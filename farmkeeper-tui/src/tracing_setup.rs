//! Tracing setup for the farmkeeper TUI
//!
//! The terminal is owned by the UI, so log output never goes to stdout.
//! It is written to a log file when one is configured and dropped otherwise.
//!
//! Usage:
//!   farmkeeper --debug --log-file /tmp/farmkeeper.log
//!   RUST_LOG=farmkeeper_core=debug farmkeeper --log-file ...
//!
//! Environment variables:
//!   RUST_LOG                          # Log filter (default: config level, else info)

use std::fs::OpenOptions;
use std::path::PathBuf;
use std::sync::Mutex;

use anyhow::{anyhow, Context, Result};
use tracing_subscriber::EnvFilter;

/// Tracing configuration options
#[derive(Debug, Clone)]
pub struct TracingConfig {
    /// Enable debug logging (sets debug level unless RUST_LOG is set)
    pub debug: bool,
    /// Filter used when RUST_LOG is unset
    pub level: String,
    /// Where to append log lines
    pub file: Option<PathBuf>,
}

impl Default for TracingConfig {
    fn default() -> Self {
        Self {
            debug: false,
            level: "info".to_string(),
            file: None,
        }
    }
}

impl TracingConfig {
    fn filter(&self) -> EnvFilter {
        let fallback = if self.debug { "debug" } else { self.level.as_str() };
        EnvFilter::try_from_default_env().unwrap_or_else(|_| EnvFilter::new(fallback))
    }
}

/// Initialize tracing based on configuration
pub fn init(config: &TracingConfig) -> Result<()> {
    let builder = tracing_subscriber::fmt()
        .with_env_filter(config.filter())
        .with_target(config.debug)
        .with_ansi(false)
        .compact();

    match &config.file {
        Some(path) => {
            if let Some(parent) = path.parent() {
                if !parent.as_os_str().is_empty() {
                    std::fs::create_dir_all(parent)
                        .context(format!("Failed to create log directory: {:?}", parent))?;
                }
            }
            let file = OpenOptions::new()
                .create(true)
                .append(true)
                .open(path)
                .context(format!("Failed to open log file: {:?}", path))?;

            builder
                .with_writer(Mutex::new(file))
                .try_init()
                .map_err(|err| anyhow!(err))
        }
        None => builder
            .with_writer(std::io::sink)
            .try_init()
            .map_err(|err| anyhow!(err)),
    }
}

#[cfg(test)]
mod tests {
    use super::*;

    #[test]
    fn test_default_config() {
        let config = TracingConfig::default();
        assert!(!config.debug);
        assert_eq!(config.level, "info");
        assert!(config.file.is_none());
    }

    #[test]
    fn test_init_creates_log_file() {
        let dir = tempfile::tempdir().unwrap();
        let path = dir.path().join("logs").join("farmkeeper.log");
        let config = TracingConfig {
            debug: true,
            level: "info".to_string(),
            file: Some(path.clone()),
        };

        // A global subscriber may already be set by another test; the file is
        // opened before that matters.
        let _ = init(&config);
        assert!(path.exists());
    }
}
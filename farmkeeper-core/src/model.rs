use serde::{Deserialize, Serialize};
use std::str::FromStr;

use crate::error::FarmError;

/// Tabs of the main screen
#[derive(Clone, Copy, Debug, Default, PartialEq, Eq, Hash, Serialize, Deserialize)]
#[serde(rename_all = "lowercase")]
pub enum Tab {
    /// Stats, environment, quick actions, recent activity
    #[default]
    Dashboard,
    /// Daily log entry form
    Data,
    /// Performance insights (display only)
    Reports,
    /// Notifications and alert switches
    Alerts,
}

impl Tab {
    /// All tabs in navigation order
    pub const ALL: [Tab; 4] = [Tab::Dashboard, Tab::Data, Tab::Reports, Tab::Alerts];

    /// Label shown in the bottom navigation
    pub fn label(&self) -> &'static str {
        match self {
            Tab::Dashboard => "Dashboard",
            Tab::Data => "Data Entry",
            Tab::Reports => "Reports",
            Tab::Alerts => "Alerts",
        }
    }

    /// Position in navigation order
    pub fn index(&self) -> usize {
        match self {
            Tab::Dashboard => 0,
            Tab::Data => 1,
            Tab::Reports => 2,
            Tab::Alerts => 3,
        }
    }

    /// Tab at a navigation position (wraps around)
    pub fn from_index(idx: usize) -> Self {
        Self::ALL[idx % Self::ALL.len()]
    }

    pub fn next(&self) -> Self {
        Self::from_index(self.index() + 1)
    }

    pub fn prev(&self) -> Self {
        Self::from_index(self.index() + Self::ALL.len() - 1)
    }
}

impl std::fmt::Display for Tab {
    fn fmt(&self, f: &mut std::fmt::Formatter<'_>) -> std::fmt::Result {
        match self {
            Tab::Dashboard => write!(f, "dashboard"),
            Tab::Data => write!(f, "data"),
            Tab::Reports => write!(f, "reports"),
            Tab::Alerts => write!(f, "alerts"),
        }
    }
}

impl FromStr for Tab {
    type Err = FarmError;

    fn from_str(s: &str) -> Result<Self, Self::Err> {
        match s.trim().to_ascii_lowercase().as_str() {
            "dashboard" | "home" => Ok(Tab::Dashboard),
            "data" | "data-entry" | "entry" => Ok(Tab::Data),
            "reports" | "report" => Ok(Tab::Reports),
            "alerts" | "alert" => Ok(Tab::Alerts),
            _ => Err(FarmError::invalid_tab(s)),
        }
    }
}

/// Notification severity
#[derive(Clone, Copy, Debug, PartialEq, Eq, Serialize, Deserialize)]
#[serde(rename_all = "lowercase")]
pub enum NotificationKind {
    Warning,
    Info,
}

/// A notification shown on the alerts panel
#[derive(Clone, Debug, PartialEq, Eq, Serialize, Deserialize)]
pub struct Notification {
    pub id: u32,
    pub kind: NotificationKind,
    pub message: String,
    /// Relative display time ("2 min ago")
    pub time: String,
}

/// Today's farm figures. Fixed for the lifetime of the screen.
#[derive(Clone, Debug, PartialEq, Serialize, Deserialize)]
pub struct DailySnapshot {
    pub total_birds: u32,
    pub mortality: u32,
    /// kg
    pub feed_consumption: u32,
    /// kg
    pub avg_weight: f64,
    /// °C
    pub temperature: f64,
    /// percent
    pub humidity: u32,
}

/// What kind of chore a log entry records
#[derive(Clone, Copy, Debug, PartialEq, Eq, Serialize, Deserialize)]
#[serde(rename_all = "lowercase")]
pub enum ActivityKind {
    Feeding,
    Health,
    Cleaning,
}

impl std::fmt::Display for ActivityKind {
    fn fmt(&self, f: &mut std::fmt::Formatter<'_>) -> std::fmt::Result {
        match self {
            ActivityKind::Feeding => write!(f, "feeding"),
            ActivityKind::Health => write!(f, "health"),
            ActivityKind::Cleaning => write!(f, "cleaning"),
        }
    }
}

#[derive(Clone, Copy, Debug, PartialEq, Eq, Serialize, Deserialize)]
#[serde(rename_all = "kebab-case")]
pub enum LogStatus {
    Completed,
    Checked,
    InProgress,
}

impl std::fmt::Display for LogStatus {
    fn fmt(&self, f: &mut std::fmt::Formatter<'_>) -> std::fmt::Result {
        match self {
            LogStatus::Completed => write!(f, "completed"),
            LogStatus::Checked => write!(f, "checked"),
            LogStatus::InProgress => write!(f, "in-progress"),
        }
    }
}

/// A row in the dashboard's recent activity list
#[derive(Clone, Debug, PartialEq, Eq, Serialize, Deserialize)]
pub struct ActivityLog {
    pub id: u32,
    pub kind: ActivityKind,
    pub shed: String,
    pub time: String,
    pub status: LogStatus,
}

impl ActivityLog {
    /// "Feeding - Shed A"
    pub fn title(&self) -> String {
        format!("{} - {}", crate::format::capitalize(&self.kind.to_string()), self.shed)
    }
}

/// Alert switches on the alerts panel
#[derive(Clone, Copy, Debug, PartialEq, Eq, Hash, Serialize, Deserialize)]
#[serde(rename_all = "kebab-case")]
pub enum AlertKind {
    Temperature,
    Mortality,
    FeedLevel,
}

impl AlertKind {
    pub const ALL: [AlertKind; 3] = [
        AlertKind::Temperature,
        AlertKind::Mortality,
        AlertKind::FeedLevel,
    ];

    pub fn label(&self) -> &'static str {
        match self {
            AlertKind::Temperature => "Temperature alerts",
            AlertKind::Mortality => "Mortality alerts",
            AlertKind::FeedLevel => "Feed level alerts",
        }
    }
}

/// Enabled flag per alert kind
#[derive(Clone, Copy, Debug, PartialEq, Eq, Serialize, Deserialize)]
pub struct AlertSettings {
    pub temperature: bool,
    pub mortality: bool,
    pub feed_level: bool,
}

impl Default for AlertSettings {
    fn default() -> Self {
        Self {
            temperature: true,
            mortality: true,
            feed_level: false,
        }
    }
}

impl AlertSettings {
    pub fn get(&self, kind: AlertKind) -> bool {
        match kind {
            AlertKind::Temperature => self.temperature,
            AlertKind::Mortality => self.mortality,
            AlertKind::FeedLevel => self.feed_level,
        }
    }

    fn slot(&mut self, kind: AlertKind) -> &mut bool {
        match kind {
            AlertKind::Temperature => &mut self.temperature,
            AlertKind::Mortality => &mut self.mortality,
            AlertKind::FeedLevel => &mut self.feed_level,
        }
    }

    /// Flip one flag and return its new value
    pub fn toggle(&mut self, kind: AlertKind) -> bool {
        let slot = self.slot(kind);
        *slot = !*slot;
        *slot
    }
}

/// Buttons in the dashboard's quick actions grid
#[derive(Clone, Copy, Debug, PartialEq, Eq)]
pub enum QuickAction {
    LogData,
    TakePhoto,
    ReportIssue,
    Biosecurity,
}

impl QuickAction {
    pub const ALL: [QuickAction; 4] = [
        QuickAction::LogData,
        QuickAction::TakePhoto,
        QuickAction::ReportIssue,
        QuickAction::Biosecurity,
    ];

    pub fn label(&self) -> &'static str {
        match self {
            QuickAction::LogData => "Log Data",
            QuickAction::TakePhoto => "Take Photo",
            QuickAction::ReportIssue => "Report Issue",
            QuickAction::Biosecurity => "Biosecurity",
        }
    }

    /// Tab the action navigates to. `None` for buttons that do nothing yet.
    pub fn target(&self) -> Option<Tab> {
        match self {
            QuickAction::LogData => Some(Tab::Data),
            QuickAction::ReportIssue => Some(Tab::Alerts),
            QuickAction::TakePhoto | QuickAction::Biosecurity => None,
        }
    }
}
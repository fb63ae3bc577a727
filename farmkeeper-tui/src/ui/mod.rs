pub mod alerts_panel;
pub mod dashboard_panel;
pub mod data_panel;
pub mod header;
pub mod layout;
pub mod nav_bar;
pub mod overlay;
pub mod reports_panel;
pub mod status_bar;

use farmkeeper_core::Panel;
use ratatui::{
    layout::Rect,
    style::{Color, Modifier, Style},
    text::{Line, Span},
    widgets::{Block, Borders, Paragraph},
    Frame,
};

use crate::app::App;

/// Brand green used by the header and active tab
pub const BRAND: Color = Color::Rgb(5, 150, 105);
/// Secondary color for borders and less important text
pub const SECONDARY: Color = Color::DarkGray;
/// Completed / enabled
pub const SUCCESS: Color = Color::Rgb(16, 185, 129);
/// Warnings and in-progress work
pub const WARNING: Color = Color::Rgb(245, 158, 11);
/// Informational items
pub const INFO: Color = Color::Rgb(59, 130, 246);
/// Selection highlight
pub const HIGHLIGHT: Color = Color::Yellow;
/// Dim text color
pub const DIM: Color = Color::Rgb(156, 163, 175);

/// Render the entire UI
pub fn render(f: &mut Frame, app: &App) {
    let (header_area, content_area, nav_area, status_area) = layout::Layout::main(f.area());

    header::render(f, header_area, app);

    // Exactly one panel per frame
    match app.state.panel() {
        Panel::Dashboard(view) => dashboard_panel::render(f, content_area, &view, app),
        Panel::DataEntry(view) => data_panel::render(f, content_area, &view, app),
        Panel::Reports(view) => reports_panel::render(f, content_area, &view),
        Panel::Alerts(view) => alerts_panel::render(f, content_area, &view, app),
    }

    nav_bar::render(f, nav_area, app);
    status_bar::render(f, status_area, app);

    if let Some(ref ack) = app.acknowledgment {
        overlay::render(f, ack);
    }
}

/// Coloured heading card at the top of a panel
pub(crate) fn render_heading(f: &mut Frame, area: Rect, title: &str, subtitle: &str, color: Color) {
    let block = Block::default()
        .borders(Borders::ALL)
        .border_style(Style::default().fg(color));

    let paragraph = Paragraph::new(vec![
        Line::from(Span::styled(
            title.to_string(),
            Style::default().fg(color).add_modifier(Modifier::BOLD),
        )),
        Line::from(Span::styled(subtitle.to_string(), Style::default().fg(DIM))),
    ])
    .block(block);

    f.render_widget(paragraph, area);
}

/// Bordered card with a bold title
pub(crate) fn card(title: &str) -> Block<'_> {
    Block::default()
        .borders(Borders::ALL)
        .title(format!(" {} ", title))
        .title_style(Style::default().add_modifier(Modifier::BOLD))
        .border_style(Style::default().fg(SECONDARY))
}


#[cfg(test)]
mod tests {
    use super::test_support::render_text;
    use crate::app::App;
    use farmkeeper_core::{AppState, Tab};

    /// A phrase only the given tab's panel renders
    fn marker(tab: Tab) -> &'static str {
        match tab {
            Tab::Dashboard => "Environmental Status",
            Tab::Data => "Daily Data Entry",
            Tab::Reports => "Reports & Analytics",
            Tab::Alerts => "Alert Settings",
        }
    }

    #[test]
    fn test_exactly_one_panel_rendered() {
        for tab in Tab::ALL {
            let app = App::new(AppState::with_tab(tab));
            let text = render_text(&app);

            for other in Tab::ALL {
                assert_eq!(
                    text.contains(marker(other)),
                    other == tab,
                    "tab {tab}: marker for {other} presence wrong"
                );
            }
        }
    }

    #[test]
    fn test_chrome_always_present() {
        let app = App::default();
        let text = render_text(&app);
        assert!(text.contains("FarmKeeper"));
        assert!(text.contains("Smart Poultry Management"));
        assert!(text.contains("Data Entry"));
        assert!(text.contains("NORMAL"));
    }

    #[test]
    fn test_tiny_terminal_does_not_panic() {
        let app = App::new(AppState::with_tab(Tab::Data));
        let rows = super::test_support::render_rows(&app, 10, 5);
        assert_eq!(rows.len(), 5);
    }
}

________________________________________

» **What the task requires**: Lines in the material above that include the string "shown" should be listed.

» **Response**:
    /// Label shown in the bottom navigation
/// A notification shown on the alerts panel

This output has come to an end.